孟周皱着眉头,不满地道:“数落我的时候,不是伶牙俐齿得很么,怎么这时候如此嘴笨口拙,看得叫人着急。”
白灵哽了下,道:“你怎么来了。”
孟周道:“看你打不过,所以帮你一把。”
白灵道:“谁说我打不过,我那只是,让他一把。”
见白灵和孟周挨得很近,举止亲密,巩河瞳孔微缩,语气森然:“你是谁,放开她!”
白灵擡手挡在孟周身前,道:“你敢动他一分,我便要了你的命。
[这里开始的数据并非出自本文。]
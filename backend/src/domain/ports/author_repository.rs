//! Port for author persistence.

use async_trait::async_trait;

use crate::domain::{Author, AuthorId, AuthorIdName, AuthorUpdate};

use super::define_port_error;

define_port_error! {
    /// Errors raised by author repository adapters.
    pub enum AuthorRepositoryError {
        /// Repository connection could not be established.
        Connection { message: String } =>
            "author repository connection failed: {message}",
        /// Query or mutation failed during execution.
        Query { message: String } =>
            "author repository query failed: {message}",
        /// A mutation targeted a row that does not exist.
        NotFound { id: AuthorId } =>
            "author {id} not found",
    }
}

/// Port for reading and writing author rows.
///
/// Writes run inside a caller-owned transaction handle of type `Tx`; reads
/// use their own connection and only observe committed rows.
#[async_trait]
pub trait AuthorRepository: Send + Sync {
    /// Transaction handle accepted by write operations.
    type Tx: Send;

    /// Insert a new author row.
    async fn save(&self, tx: &mut Self::Tx, author: &Author) -> Result<(), AuthorRepositoryError>;

    /// Overwrite name, email and `updated_at` of an existing row.
    ///
    /// Returns [`AuthorRepositoryError::NotFound`] when no row matched.
    async fn update(
        &self,
        tx: &mut Self::Tx,
        update: &AuthorUpdate,
    ) -> Result<(), AuthorRepositoryError>;

    /// Find an author by identifier.
    async fn find_by_id(&self, id: &AuthorId) -> Result<Option<Author>, AuthorRepositoryError>;

    /// Find every author whose id is in `ids`. Missing ids are skipped.
    async fn find_by_ids(&self, ids: &[AuthorId]) -> Result<Vec<Author>, AuthorRepositoryError>;

    /// Find the id and name of every author with exactly this name.
    async fn find_id_names_by_name(
        &self,
        name: &str,
    ) -> Result<Vec<AuthorIdName>, AuthorRepositoryError>;

    /// Find an author by email, including the stored credential hash.
    async fn find_by_email(&self, email: &str) -> Result<Option<Author>, AuthorRepositoryError>;
}
//! Diesel and pool error mapping shared by the repositories.

use diesel::result::{DatabaseErrorKind, Error as DieselError};
use tracing::debug;

use super::pool::PoolError;

/// Map a pool failure onto a repository's connection error constructor.
pub(crate) fn map_pool_error<E, C>(error: PoolError, connection: C) -> E
where
    C: FnOnce(String) -> E,
{
    connection(error.message().to_owned())
}

/// Map Diesel failures onto query/connection error constructors.
///
/// Driver details are logged at `debug` and kept out of the returned message,
/// except for constraint names, which callers need to tell failures apart.
pub(crate) fn map_diesel_error<E, Q, C>(error: DieselError, query: Q, connection: C) -> E
where
    Q: FnOnce(String) -> E,
    C: FnOnce(String) -> E,
{
    match &error {
        DieselError::DatabaseError(kind, info) => {
            debug!(?kind, message = info.message(), "diesel operation failed");
        }
        _ => debug!(%error, "diesel operation failed"),
    }

    match error {
        DieselError::DatabaseError(DatabaseErrorKind::ClosedConnection, _) => {
            connection("database connection error".to_owned())
        }
        DieselError::DatabaseError(DatabaseErrorKind::UniqueViolation, info) => query(format!(
            "unique constraint violated: {}",
            info.constraint_name().unwrap_or("unknown")
        )),
        DieselError::DatabaseError(DatabaseErrorKind::ForeignKeyViolation, info) => {
            query(format!(
                "foreign key constraint violated: {}",
                info.constraint_name().unwrap_or("unknown")
            ))
        }
        DieselError::NotFound => query("record not found".to_owned()),
        DieselError::QueryBuilderError(_) => query("database query error".to_owned()),
        _ => query("database error".to_owned()),
    }
}

#[cfg(test)]
mod tests {
    //! Regression coverage for this module.
    use rstest::rstest;

    use super::*;
    use crate::domain::ports::AuthorRepositoryError;

    fn map(error: DieselError) -> AuthorRepositoryError {
        map_diesel_error(
            error,
            AuthorRepositoryError::query,
            AuthorRepositoryError::connection,
        )
    }

    #[rstest]
    fn closed_connection_is_a_connection_error() {
        let error = map(DieselError::DatabaseError(
            DatabaseErrorKind::ClosedConnection,
            Box::new("server closed the connection".to_owned()),
        ));
        assert!(matches!(error, AuthorRepositoryError::Connection { .. }));
    }

    #[rstest]
    fn other_failures_are_query_errors() {
        assert!(matches!(
            map(DieselError::NotFound),
            AuthorRepositoryError::Query { .. }
        ));
        assert!(matches!(
            map(DieselError::RollbackTransaction),
            AuthorRepositoryError::Query { .. }
        ));
    }

    #[rstest]
    fn pool_errors_keep_the_driver_message() {
        let error: AuthorRepositoryError = map_pool_error(
            PoolError::checkout("timed out"),
            AuthorRepositoryError::connection,
        );
        assert_eq!(
            error,
            AuthorRepositoryError::Connection {
                message: "timed out".to_owned()
            }
        );
    }
}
”
此时此刻,白灵身子不抖了,言语也不颤了,霸气出来了三分,看起来威势逼人,君郯不由睁大眼睛,他戳了戳应矜的肩,应矜道:“我早发现了。”
巩河表情僵硬在了最不可思议的那刻,他瞠目看向两人,尤其是白灵张开的双臂,像极了无尽岁月以来,无数次挡在他身前的模样。而现在被她护在身后的人,不再是自己了。
巩河从来没想过白灵有朝一日会站在他的对立面,为了别人同他操戈……哪怕他把白灵封印在地下,哪怕他们悠悠万载不见,哪怕他毁了对方的白灵遗迹,他也不认为白灵会彻底与他为敌。
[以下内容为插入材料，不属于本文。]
//! PostgreSQL-backed repository and transaction behaviour.
//!
//! Runs only when `SCRIPTORIUM_TEST_DATABASE_URL` points at a disposable
//! database; otherwise every test prints a skip marker and returns.

use chrono::{DateTime, SubsecRound, TimeDelta, Utc};
use rstest::rstest;
use scriptorium::domain::ports::{
    ArticleRepository, ArticleRepositoryError, AuthorRepository, AuthorRepositoryError,
    RelationalTransactions,
};
use scriptorium::domain::{
    Article, ArticleId, ArticleInput, ArticleUpdate, Author, AuthorId, AuthorInput,
};
use scriptorium::outbound::persistence::{
    DbPool, DieselArticleRepository, DieselAuthorRepository, DieselTransactions, PoolConfig,
    run_migrations,
};
use uuid::Uuid;

struct Repositories {
    transactions: DieselTransactions,
    authors: DieselAuthorRepository,
    articles: DieselArticleRepository,
}

async fn repositories() -> Option<Repositories> {
    let Ok(url) = std::env::var("SCRIPTORIUM_TEST_DATABASE_URL") else {
        eprintln!("SKIP-POSTGRES: SCRIPTORIUM_TEST_DATABASE_URL is not set");
        return None;
    };
    run_migrations(&url).await.expect("migrations apply");
    let pool = DbPool::new(PoolConfig::new(url).with_max_size(4))
        .await
        .expect("pool builds");
    Some(Repositories {
        transactions: DieselTransactions::new(pool.clone()),
        authors: DieselAuthorRepository::new(pool.clone()),
        articles: DieselArticleRepository::new(pool),
    })
}

fn now() -> DateTime<Utc> {
    Utc::now().trunc_subsecs(6)
}

fn unique(prefix: &str) -> String {
    format!("{prefix}-{}", Uuid::new_v4().simple())
}

fn author(name: &str, created_at: DateTime<Utc>) -> Author {
    let input = AuthorInput::new(name, format!("{}@example.com", unique("author")))
        .with_credential_hash("hash");
    Author::create(input, AuthorId::random(), created_at)
}

async fn persist_author(repos: &Repositories, author: &Author) {
    let mut tx = repos.transactions.begin().await.expect("begin");
    repos.authors.save(&mut tx, author).await.expect("save author");
    repos.transactions.commit(tx).await.expect("commit");
}

#[rstest]
#[tokio::test]
async fn authors_round_trip_and_update() {
    let Some(repos) = repositories().await else {
        return;
    };
    let created_at = now();
    let stored = author(&unique("Ada"), created_at);
    persist_author(&repos, &stored).await;

    let found = repos
        .authors
        .find_by_id(&stored.id)
        .await
        .expect("read")
        .expect("author present");
    assert_eq!(found, stored);

    let update = AuthorInput::new("Renamed", stored.email.clone())
        .into_update(stored.id, created_at + TimeDelta::seconds(5));
    let mut tx = repos.transactions.begin().await.expect("begin");
    repos.authors.update(&mut tx, &update).await.expect("update");
    repos.transactions.commit(tx).await.expect("commit");

    let by_email = repos
        .authors
        .find_by_email(&stored.email)
        .await
        .expect("read")
        .expect("author present");
    assert_eq!(by_email.name, "Renamed");
    assert_eq!(by_email.created_at, created_at);
    assert_eq!(by_email.updated_at, created_at + TimeDelta::seconds(5));
    assert_eq!(by_email.credential_hash.as_deref(), Some("hash"));
}

#[rstest]
#[tokio::test]
async fn updating_a_missing_author_is_not_found() {
    let Some(repos) = repositories().await else {
        return;
    };
    let missing = AuthorId::random();
    let update = AuthorInput::new("Nobody", "nobody@example.com").into_update(missing, now());

    let mut tx = repos.transactions.begin().await.expect("begin");
    let error = repos
        .authors
        .update(&mut tx, &update)
        .await
        .expect_err("no row matches");
    repos.transactions.rollback(tx).await.expect("rollback");

    assert_eq!(error, AuthorRepositoryError::not_found(missing));
}

#[rstest]
#[tokio::test]
async fn name_lookups_return_every_namesake_oldest_first() {
    let Some(repos) = repositories().await else {
        return;
    };
    let name = unique("Same");
    let older = author(&name, now());
    let newer = author(&name, older.created_at + TimeDelta::seconds(1));
    persist_author(&repos, &newer).await;
    persist_author(&repos, &older).await;

    let matches = repos
        .authors
        .find_id_names_by_name(&name)
        .await
        .expect("read");
    let ids: Vec<AuthorId> = matches.iter().map(|entry| entry.id).collect();
    assert_eq!(ids, vec![older.id, newer.id]);

    let bulk = repos
        .authors
        .find_by_ids(&[newer.id, AuthorId::random(), older.id])
        .await
        .expect("read");
    assert_eq!(bulk.len(), 2);
}

#[rstest]
#[tokio::test]
async fn rolled_back_and_abandoned_writes_are_not_visible() {
    let Some(repos) = repositories().await else {
        return;
    };
    let rolled_back = author(&unique("Gone"), now());
    let abandoned = author(&unique("Dropped"), now());

    let mut tx = repos.transactions.begin().await.expect("begin");
    repos
        .authors
        .save(&mut tx, &rolled_back)
        .await
        .expect("save");
    repos.transactions.rollback(tx).await.expect("rollback");

    let mut tx = repos.transactions.begin().await.expect("begin");
    repos.authors.save(&mut tx, &abandoned).await.expect("save");
    drop(tx);

    for id in [rolled_back.id, abandoned.id] {
        let found = repos.authors.find_by_id(&id).await.expect("read");
        assert!(found.is_none(), "author {id} must not be persisted");
    }
}

#[rstest]
#[tokio::test]
async fn batch_insert_is_atomic_and_updates_are_owner_scoped() {
    let Some(repos) = repositories().await else {
        return;
    };
    let owner = author(&unique("Owner"), now());
    persist_author(&repos, &owner).await;
    let batch: Vec<Article> = (0..3)
        .map(|n| {
            Article::create(
                ArticleInput::new(format!("Title {n}"), "Body"),
                ArticleId::random(),
                owner.id,
                now(),
            )
        })
        .collect();

    let mut tx = repos.transactions.begin().await.expect("begin");
    repos
        .articles
        .save_many(&mut tx, &batch)
        .await
        .expect("batch insert");
    repos.transactions.commit(tx).await.expect("commit");

    let first = &batch[0];
    let stranger = AuthorId::random();
    let foreign = ArticleUpdate {
        id: first.id,
        author_id: stranger,
        title: "Hijacked".to_owned(),
        body: "Nope".to_owned(),
        updated_at: now(),
    };
    let mut tx = repos.transactions.begin().await.expect("begin");
    let error = repos
        .articles
        .update(&mut tx, &foreign)
        .await
        .expect_err("other authors cannot update");
    repos.transactions.rollback(tx).await.expect("rollback");
    assert_eq!(error, ArticleRepositoryError::not_found(first.id));

    let stored = repos
        .articles
        .find_by_id(&first.id)
        .await
        .expect("read")
        .expect("article present");
    assert_eq!(stored.title, "Title 0");
    assert_eq!(stored.author_id, owner.id);
}

#[rstest]
#[tokio::test]
async fn articles_for_unknown_authors_violate_the_foreign_key() {
    let Some(repos) = repositories().await else {
        return;
    };
    let orphan = Article::create(
        ArticleInput::new("Orphan", "No author"),
        ArticleId::random(),
        AuthorId::random(),
        now(),
    );

    let mut tx = repos.transactions.begin().await.expect("begin");
    let error = repos
        .articles
        .save(&mut tx, &orphan)
        .await
        .expect_err("foreign key enforced");
    repos.transactions.rollback(tx).await.expect("rollback");

    match error {
        ArticleRepositoryError::Query { message } => {
            assert!(message.contains("foreign key"), "unexpected message: {message}");
        }
        other => panic!("expected query error, got {other:?}"),
    }
}
//! In-memory article search index.

use std::cmp::Reverse;
use std::collections::HashMap;
use std::sync::{Arc, Mutex, MutexGuard, PoisonError};

use async_trait::async_trait;

use crate::domain::ports::{ArticleIndex, ArticleIndexError};
use crate::domain::{Article, ArticleFieldUpdate, ArticleId, AuthorId};

/// Search index kept in process memory. Clones share documents.
///
/// Matches the Elasticsearch adapter: case-insensitive substring search over
/// title and body, newest first, upserting partial updates.
#[derive(Debug, Clone, Default)]
pub struct InMemoryArticleIndex {
    documents: Arc<Mutex<HashMap<ArticleId, Article>>>,
}

impl InMemoryArticleIndex {
    /// Create an empty index.
    pub fn new() -> Self {
        Self::default()
    }

    fn documents(&self) -> MutexGuard<'_, HashMap<ArticleId, Article>> {
        self.documents
            .lock()
            .unwrap_or_else(PoisonError::into_inner)
    }

    /// Stored document for `id`, if any.
    pub fn document(&self, id: &ArticleId) -> Option<Article> {
        self.documents().get(id).cloned()
    }

    /// Number of stored documents.
    pub fn len(&self) -> usize {
        self.documents().len()
    }

    /// Whether the index holds no documents.
    pub fn is_empty(&self) -> bool {
        self.documents().is_empty()
    }

    fn matching(&self, predicate: impl Fn(&Article) -> bool) -> Vec<Article> {
        let mut hits: Vec<Article> = self
            .documents()
            .values()
            .filter(|doc| predicate(doc))
            .cloned()
            .collect();
        hits.sort_by_key(|doc| Reverse(doc.created_at));
        hits
    }
}

#[async_trait]
impl ArticleIndex for InMemoryArticleIndex {
    async fn index(&self, article: &Article) -> Result<(), ArticleIndexError> {
        self.documents()
            .insert(article.id, article.without_author());
        Ok(())
    }

    async fn update_fields(
        &self,
        id: &ArticleId,
        fields: &ArticleFieldUpdate,
    ) -> Result<(), ArticleIndexError> {
        let mut documents = self.documents();
        let document = documents.entry(*id).or_insert_with(|| {
            let stamp = fields.updated_at.unwrap_or_default();
            Article {
                id: *id,
                created_at: stamp,
                updated_at: stamp,
                ..Article::default()
            }
        });
        document.apply(fields);
        Ok(())
    }

    async fn search(&self, keyword: &str) -> Result<Vec<Article>, ArticleIndexError> {
        let needle = keyword.to_lowercase();
        Ok(self.matching(|doc| {
            doc.title.to_lowercase().contains(&needle) || doc.body.to_lowercase().contains(&needle)
        }))
    }

    async fn find_by_author_id(
        &self,
        author_id: &AuthorId,
    ) -> Result<Vec<Article>, ArticleIndexError> {
        Ok(self.matching(|doc| doc.author_id == *author_id))
    }

    async fn find_by_author_ids(
        &self,
        author_ids: &[AuthorId],
    ) -> Result<Vec<Article>, ArticleIndexError> {
        if author_ids.is_empty() {
            return Ok(Vec::new());
        }
        Ok(self.matching(|doc| author_ids.contains(&doc.author_id)))
    }

    async fn find_all(&self) -> Result<Vec<Article>, ArticleIndexError> {
        Ok(self.matching(|_| true))
    }
}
早在很久以前,白灵就说过白灵遗迹任他徜徉,哪怕没了白灵遗迹也无妨,可是现在,白灵怎么就变成现在这样了呢。
“是不是你搞的鬼!”巩河锵地一声拔剑,剑尖指着君郯。
君郯呵呵:“副盟主可别冤枉好人。”这里三人一灵,白灵、孟周不好惹,应矜不好惹,就他好欺负?别说就因为墨光在他手里——如果白灵不同意,应矜不同意,桓凌子不同意,其他人看不过去,这剑也到不了他手里。
应矜双目无光,慢悠悠地道:“你是想对谁动手呢。”
巩河道:“少盟主请让开,您叛出天清盟,盟主迟早治你的罪。”
应矜道:“叛出天清盟,什么时候?是你们杀我的人的时候么,说到底是你们猜疑我在先,我还没动手呢,要不然先拿您祭旗?”
巩河轻蔑道:“就凭你们二位,怕是没这本事。”
“还有我们俩呢。”孟周扶着白灵,一同降下。
“我们?你!”巩河脸色铁青,呼吸乱了节奏,深知此刻死战对自己不利,他极力让自己平稳,道,“白灵,看在你的份上,我今日就放过他们,但没有下次。”
巩河一步踏出,身形便消失不见。
“我还没说放过他呢!我去会会他。”孟周的身体同时消失。
“那我们……”君郯想过去看看,但又担心他的修为给孟周拖后腿,便看向应矜。
白灵的目光从孟周身上收回,身体像是虚脱了般,整个灵浑浑噩噩,疑似失魂落魄地飘向虚空缺口处。
君郯跟上白灵,见她很是沉默,道:“你还好吗?”
白灵道:“他不会有事吧。”
君郯问:“你说谁?”
白灵道:“当然是孟周!”
君郯叹道:“难为了。”
白灵道:“不难为,我本就,很欣赏孟尊的为人。”她不自称奴家的时候,很是认真,但因为过于认真,才让人觉得有问题。
“孟尊……”君郯怕不是自己理解的那个意思。
白灵语速飞快:“就是孟周!”豁出去似的,她的身形飘到了前面,只给两人留下了个曼妙的背影。